(Source records)
◆ ◆ ◆ ◆ ◆

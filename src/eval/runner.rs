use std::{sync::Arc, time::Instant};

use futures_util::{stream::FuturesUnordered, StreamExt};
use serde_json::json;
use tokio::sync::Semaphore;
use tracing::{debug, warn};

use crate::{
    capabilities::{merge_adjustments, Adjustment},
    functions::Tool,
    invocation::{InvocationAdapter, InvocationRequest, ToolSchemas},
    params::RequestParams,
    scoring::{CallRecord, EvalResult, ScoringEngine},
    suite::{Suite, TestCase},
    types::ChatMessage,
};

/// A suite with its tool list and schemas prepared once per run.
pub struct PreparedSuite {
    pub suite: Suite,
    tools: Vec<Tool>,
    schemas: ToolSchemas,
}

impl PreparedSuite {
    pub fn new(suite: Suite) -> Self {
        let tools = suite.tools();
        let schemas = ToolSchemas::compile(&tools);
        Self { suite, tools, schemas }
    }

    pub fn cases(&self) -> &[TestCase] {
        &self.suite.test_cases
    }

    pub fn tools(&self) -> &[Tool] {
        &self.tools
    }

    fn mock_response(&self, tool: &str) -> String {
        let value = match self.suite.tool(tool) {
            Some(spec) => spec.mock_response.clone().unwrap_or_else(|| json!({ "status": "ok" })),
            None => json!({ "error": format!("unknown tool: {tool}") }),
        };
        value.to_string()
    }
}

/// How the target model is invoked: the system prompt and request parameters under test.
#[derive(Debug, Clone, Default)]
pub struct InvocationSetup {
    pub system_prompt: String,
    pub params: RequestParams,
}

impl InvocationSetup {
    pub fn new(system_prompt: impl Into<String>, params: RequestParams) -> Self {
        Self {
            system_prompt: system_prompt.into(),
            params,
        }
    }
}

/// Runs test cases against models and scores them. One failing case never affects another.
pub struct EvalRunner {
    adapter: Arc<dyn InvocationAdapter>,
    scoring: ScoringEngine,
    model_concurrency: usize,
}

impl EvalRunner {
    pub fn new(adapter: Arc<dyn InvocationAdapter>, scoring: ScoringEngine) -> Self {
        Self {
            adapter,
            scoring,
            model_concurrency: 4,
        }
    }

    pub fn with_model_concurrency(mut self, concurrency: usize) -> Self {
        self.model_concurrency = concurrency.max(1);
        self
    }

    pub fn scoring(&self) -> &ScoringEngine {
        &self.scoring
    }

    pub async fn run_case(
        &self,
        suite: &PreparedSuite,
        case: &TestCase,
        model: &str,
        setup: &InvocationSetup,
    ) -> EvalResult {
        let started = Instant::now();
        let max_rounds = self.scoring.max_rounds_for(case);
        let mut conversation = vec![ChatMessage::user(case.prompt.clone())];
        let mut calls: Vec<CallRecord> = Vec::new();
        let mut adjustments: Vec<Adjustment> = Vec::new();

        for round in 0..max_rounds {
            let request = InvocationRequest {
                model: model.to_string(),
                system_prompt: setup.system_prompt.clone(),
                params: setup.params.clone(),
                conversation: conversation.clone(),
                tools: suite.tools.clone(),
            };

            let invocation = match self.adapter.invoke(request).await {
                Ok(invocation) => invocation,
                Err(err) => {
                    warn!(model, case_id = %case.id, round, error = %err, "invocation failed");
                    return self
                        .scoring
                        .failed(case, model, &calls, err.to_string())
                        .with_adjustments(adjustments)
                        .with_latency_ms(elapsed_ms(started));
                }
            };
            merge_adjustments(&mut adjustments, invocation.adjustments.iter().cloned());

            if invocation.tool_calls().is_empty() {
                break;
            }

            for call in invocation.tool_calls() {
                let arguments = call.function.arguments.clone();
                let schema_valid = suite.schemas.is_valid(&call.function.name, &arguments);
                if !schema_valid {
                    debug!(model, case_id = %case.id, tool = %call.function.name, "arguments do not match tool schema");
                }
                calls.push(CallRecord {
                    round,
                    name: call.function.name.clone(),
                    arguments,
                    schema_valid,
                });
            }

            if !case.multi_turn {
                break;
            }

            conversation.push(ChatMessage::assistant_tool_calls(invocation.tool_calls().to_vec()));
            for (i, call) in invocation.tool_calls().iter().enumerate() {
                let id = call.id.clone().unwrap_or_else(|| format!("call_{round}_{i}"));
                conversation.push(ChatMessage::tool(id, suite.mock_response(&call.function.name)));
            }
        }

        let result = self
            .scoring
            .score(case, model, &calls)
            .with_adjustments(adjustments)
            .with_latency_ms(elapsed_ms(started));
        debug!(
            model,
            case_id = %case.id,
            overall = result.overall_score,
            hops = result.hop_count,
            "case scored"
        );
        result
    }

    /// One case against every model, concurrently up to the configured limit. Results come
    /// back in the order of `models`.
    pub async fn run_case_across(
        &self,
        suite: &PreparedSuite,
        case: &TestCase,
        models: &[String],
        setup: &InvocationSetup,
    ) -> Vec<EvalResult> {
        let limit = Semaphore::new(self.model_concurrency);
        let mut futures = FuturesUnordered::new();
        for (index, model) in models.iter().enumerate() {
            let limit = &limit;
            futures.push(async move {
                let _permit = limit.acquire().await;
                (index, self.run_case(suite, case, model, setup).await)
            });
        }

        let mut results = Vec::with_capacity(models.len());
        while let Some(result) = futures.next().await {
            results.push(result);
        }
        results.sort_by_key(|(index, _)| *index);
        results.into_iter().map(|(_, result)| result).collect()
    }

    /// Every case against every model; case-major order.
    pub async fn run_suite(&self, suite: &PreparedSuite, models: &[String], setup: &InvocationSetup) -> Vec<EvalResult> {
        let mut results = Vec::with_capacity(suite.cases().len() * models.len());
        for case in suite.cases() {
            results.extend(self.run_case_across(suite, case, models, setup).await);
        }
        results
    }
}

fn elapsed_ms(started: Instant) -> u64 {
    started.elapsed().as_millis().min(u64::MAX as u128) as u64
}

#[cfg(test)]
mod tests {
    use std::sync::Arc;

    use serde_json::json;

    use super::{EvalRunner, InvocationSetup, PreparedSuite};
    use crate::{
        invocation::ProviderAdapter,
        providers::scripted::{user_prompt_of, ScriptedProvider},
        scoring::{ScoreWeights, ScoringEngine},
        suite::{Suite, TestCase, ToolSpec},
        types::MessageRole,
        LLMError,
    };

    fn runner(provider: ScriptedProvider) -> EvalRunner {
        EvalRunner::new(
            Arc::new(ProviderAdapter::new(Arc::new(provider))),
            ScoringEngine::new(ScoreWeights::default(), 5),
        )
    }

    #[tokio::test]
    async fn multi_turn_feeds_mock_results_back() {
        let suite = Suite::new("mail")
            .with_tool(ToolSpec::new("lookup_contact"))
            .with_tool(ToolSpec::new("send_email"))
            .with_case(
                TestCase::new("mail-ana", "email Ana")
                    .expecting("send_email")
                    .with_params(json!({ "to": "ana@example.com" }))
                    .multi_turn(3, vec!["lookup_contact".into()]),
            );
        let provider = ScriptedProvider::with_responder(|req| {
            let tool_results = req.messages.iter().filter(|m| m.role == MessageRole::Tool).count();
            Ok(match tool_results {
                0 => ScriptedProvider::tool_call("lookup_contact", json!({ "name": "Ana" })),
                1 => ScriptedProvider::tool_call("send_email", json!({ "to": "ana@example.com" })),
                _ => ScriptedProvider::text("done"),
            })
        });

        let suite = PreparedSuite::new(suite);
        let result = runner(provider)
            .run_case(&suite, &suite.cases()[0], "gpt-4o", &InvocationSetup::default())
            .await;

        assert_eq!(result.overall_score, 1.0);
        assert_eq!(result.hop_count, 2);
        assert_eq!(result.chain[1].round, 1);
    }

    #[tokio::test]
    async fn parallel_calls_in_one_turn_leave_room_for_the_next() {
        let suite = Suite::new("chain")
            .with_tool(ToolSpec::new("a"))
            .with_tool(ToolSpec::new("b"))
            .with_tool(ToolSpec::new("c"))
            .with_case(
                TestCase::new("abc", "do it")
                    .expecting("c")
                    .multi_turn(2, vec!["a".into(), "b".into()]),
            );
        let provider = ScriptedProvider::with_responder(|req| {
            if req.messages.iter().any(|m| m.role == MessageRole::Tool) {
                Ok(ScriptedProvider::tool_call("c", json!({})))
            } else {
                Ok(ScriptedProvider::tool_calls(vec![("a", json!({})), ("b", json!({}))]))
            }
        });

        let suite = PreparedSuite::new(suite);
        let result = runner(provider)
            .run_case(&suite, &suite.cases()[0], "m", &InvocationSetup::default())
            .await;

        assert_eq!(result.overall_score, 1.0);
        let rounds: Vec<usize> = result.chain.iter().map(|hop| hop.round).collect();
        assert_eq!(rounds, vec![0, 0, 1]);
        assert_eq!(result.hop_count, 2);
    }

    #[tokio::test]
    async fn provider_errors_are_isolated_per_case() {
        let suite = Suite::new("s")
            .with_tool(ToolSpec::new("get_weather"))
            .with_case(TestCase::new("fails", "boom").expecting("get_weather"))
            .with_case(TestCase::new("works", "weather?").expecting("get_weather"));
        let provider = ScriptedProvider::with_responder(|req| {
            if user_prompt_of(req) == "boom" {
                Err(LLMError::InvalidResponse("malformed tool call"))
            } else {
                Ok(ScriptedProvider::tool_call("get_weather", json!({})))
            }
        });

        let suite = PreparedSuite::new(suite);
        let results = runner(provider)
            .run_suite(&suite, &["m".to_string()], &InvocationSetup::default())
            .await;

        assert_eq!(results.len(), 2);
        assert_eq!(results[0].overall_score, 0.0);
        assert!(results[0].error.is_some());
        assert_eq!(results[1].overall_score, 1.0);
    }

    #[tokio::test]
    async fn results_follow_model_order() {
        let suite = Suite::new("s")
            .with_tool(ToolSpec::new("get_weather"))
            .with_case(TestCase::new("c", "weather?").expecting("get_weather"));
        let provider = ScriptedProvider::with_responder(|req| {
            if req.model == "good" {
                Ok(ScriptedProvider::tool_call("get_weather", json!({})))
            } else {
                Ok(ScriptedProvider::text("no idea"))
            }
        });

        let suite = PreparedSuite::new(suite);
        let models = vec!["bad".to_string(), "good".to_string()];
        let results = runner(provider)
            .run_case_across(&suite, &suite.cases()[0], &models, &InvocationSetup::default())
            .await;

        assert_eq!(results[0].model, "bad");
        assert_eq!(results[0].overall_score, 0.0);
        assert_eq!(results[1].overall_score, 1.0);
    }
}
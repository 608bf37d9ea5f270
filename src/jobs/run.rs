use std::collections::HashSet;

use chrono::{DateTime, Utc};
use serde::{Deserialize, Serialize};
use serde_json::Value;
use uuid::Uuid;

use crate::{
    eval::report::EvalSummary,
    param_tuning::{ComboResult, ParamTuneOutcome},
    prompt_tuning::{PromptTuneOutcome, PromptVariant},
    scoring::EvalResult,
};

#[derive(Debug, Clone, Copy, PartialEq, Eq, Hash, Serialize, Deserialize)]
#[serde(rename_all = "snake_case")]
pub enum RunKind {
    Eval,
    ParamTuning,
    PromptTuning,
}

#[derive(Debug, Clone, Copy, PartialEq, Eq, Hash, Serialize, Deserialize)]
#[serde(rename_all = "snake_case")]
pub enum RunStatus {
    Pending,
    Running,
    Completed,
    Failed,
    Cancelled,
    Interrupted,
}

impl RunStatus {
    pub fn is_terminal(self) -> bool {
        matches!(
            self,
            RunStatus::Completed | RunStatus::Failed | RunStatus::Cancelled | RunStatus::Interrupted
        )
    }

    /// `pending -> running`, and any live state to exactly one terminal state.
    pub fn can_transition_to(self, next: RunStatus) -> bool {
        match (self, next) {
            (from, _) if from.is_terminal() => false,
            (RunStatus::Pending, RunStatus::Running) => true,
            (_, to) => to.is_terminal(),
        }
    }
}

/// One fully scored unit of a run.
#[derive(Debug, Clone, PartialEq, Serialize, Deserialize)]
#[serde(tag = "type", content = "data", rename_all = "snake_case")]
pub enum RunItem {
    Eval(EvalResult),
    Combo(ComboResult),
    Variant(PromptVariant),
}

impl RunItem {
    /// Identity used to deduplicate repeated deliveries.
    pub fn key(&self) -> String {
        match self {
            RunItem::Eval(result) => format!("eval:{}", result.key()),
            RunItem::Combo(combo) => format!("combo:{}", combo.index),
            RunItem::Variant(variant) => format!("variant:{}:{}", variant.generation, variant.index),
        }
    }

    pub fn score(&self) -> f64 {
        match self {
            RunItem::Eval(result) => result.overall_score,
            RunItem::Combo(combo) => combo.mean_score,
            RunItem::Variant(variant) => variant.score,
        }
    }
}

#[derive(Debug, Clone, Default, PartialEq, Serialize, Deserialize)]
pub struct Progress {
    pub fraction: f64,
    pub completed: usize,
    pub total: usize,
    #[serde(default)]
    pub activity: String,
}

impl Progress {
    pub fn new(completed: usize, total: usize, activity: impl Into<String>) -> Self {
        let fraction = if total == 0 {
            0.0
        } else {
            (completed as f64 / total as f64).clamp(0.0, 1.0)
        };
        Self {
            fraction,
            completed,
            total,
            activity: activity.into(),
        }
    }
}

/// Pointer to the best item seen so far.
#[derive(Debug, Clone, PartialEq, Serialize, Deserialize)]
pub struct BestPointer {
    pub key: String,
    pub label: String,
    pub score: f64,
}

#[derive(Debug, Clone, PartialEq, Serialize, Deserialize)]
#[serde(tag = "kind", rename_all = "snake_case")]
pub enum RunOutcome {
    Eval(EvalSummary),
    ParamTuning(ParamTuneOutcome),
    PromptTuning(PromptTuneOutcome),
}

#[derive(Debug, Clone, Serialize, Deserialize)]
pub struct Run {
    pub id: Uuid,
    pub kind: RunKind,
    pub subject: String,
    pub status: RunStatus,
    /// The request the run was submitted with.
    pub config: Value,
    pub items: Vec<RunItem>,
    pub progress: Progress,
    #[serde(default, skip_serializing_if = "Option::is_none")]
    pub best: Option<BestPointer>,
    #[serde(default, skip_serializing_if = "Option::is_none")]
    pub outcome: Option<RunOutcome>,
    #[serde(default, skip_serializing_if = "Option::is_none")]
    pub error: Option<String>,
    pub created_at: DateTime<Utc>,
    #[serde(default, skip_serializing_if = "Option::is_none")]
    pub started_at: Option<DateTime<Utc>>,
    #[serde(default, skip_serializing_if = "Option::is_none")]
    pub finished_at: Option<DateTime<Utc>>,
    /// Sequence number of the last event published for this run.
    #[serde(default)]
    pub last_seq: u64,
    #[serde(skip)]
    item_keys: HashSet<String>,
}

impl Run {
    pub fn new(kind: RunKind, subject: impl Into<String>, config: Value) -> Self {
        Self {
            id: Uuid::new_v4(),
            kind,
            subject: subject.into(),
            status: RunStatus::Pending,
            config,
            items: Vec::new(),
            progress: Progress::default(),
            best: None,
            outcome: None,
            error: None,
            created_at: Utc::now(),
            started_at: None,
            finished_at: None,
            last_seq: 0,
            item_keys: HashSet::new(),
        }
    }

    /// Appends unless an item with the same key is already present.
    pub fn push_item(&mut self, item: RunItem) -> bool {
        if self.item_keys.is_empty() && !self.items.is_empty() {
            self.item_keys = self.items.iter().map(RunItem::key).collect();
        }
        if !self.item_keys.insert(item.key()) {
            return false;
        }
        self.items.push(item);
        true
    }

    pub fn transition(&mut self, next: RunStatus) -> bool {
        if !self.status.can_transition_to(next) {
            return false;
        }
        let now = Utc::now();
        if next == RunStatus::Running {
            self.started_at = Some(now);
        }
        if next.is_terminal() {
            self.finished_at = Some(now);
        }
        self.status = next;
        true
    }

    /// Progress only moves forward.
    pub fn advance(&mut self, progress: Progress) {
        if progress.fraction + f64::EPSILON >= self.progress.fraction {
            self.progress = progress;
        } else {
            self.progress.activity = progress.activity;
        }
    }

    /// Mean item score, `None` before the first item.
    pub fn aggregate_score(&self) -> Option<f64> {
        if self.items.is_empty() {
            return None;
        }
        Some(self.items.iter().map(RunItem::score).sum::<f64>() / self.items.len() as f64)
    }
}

◆ ◆ ◆ ◆ ◆

WHAT YOU HAVE TO DO = Copy out, exactly and alone, the lines of the entries above between the ones holding "(completed as f64" and "seen so far.", inclusive.

RESPONSE =
            (completed as f64 / total as f64).clamp(0.0, 1.0)
        };
        Self {
            fraction,
            completed,
            total,
            activity: activity.into(),
        }
    }
}

/// Pointer to the best item seen so far.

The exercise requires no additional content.